WORK ORDER »
Copy, exactly and without additions, every line in the records below from the one holding "async fn fixtures(&self)" through the one holding "-> Result<LeagueStandings, ApiError>;", both ends included.

○ ○ ○

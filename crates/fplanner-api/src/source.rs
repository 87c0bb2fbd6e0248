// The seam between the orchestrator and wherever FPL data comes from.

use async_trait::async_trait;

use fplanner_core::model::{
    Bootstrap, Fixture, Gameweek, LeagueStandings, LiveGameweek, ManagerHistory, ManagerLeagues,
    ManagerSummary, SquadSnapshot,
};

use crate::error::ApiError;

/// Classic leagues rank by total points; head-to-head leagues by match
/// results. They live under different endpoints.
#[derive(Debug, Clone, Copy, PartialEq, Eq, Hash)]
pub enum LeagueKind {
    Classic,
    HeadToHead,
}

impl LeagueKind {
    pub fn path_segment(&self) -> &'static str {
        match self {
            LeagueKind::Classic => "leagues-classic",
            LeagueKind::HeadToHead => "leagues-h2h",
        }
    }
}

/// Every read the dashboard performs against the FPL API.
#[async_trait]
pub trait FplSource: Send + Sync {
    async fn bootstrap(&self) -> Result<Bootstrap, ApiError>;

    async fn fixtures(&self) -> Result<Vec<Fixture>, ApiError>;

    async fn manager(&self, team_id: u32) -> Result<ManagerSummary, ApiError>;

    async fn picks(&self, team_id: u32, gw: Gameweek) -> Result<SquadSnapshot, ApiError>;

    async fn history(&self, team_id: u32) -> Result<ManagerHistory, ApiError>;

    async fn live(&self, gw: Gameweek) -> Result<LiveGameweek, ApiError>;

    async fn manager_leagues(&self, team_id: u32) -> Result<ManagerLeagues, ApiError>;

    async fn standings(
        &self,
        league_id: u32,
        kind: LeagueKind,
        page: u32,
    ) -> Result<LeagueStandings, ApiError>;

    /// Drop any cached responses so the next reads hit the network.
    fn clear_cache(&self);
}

○ ○ ○

WRITTEN RESPONSE »
    async fn fixtures(&self) -> Result<Vec<Fixture>, ApiError>;

    async fn manager(&self, team_id: u32) -> Result<ManagerSummary, ApiError>;

    async fn picks(&self, team_id: u32, gw: Gameweek) -> Result<SquadSnapshot, ApiError>;

    async fn history(&self, team_id: u32) -> Result<ManagerHistory, ApiError>;

    async fn live(&self, gw: Gameweek) -> Result<LiveGameweek, ApiError>;

    async fn manager_leagues(&self, team_id: u32) -> Result<ManagerLeagues, ApiError>;

    async fn standings(
        &self,
        league_id: u32,
        kind: LeagueKind,
        page: u32,
    ) -> Result<LeagueStandings, ApiError>;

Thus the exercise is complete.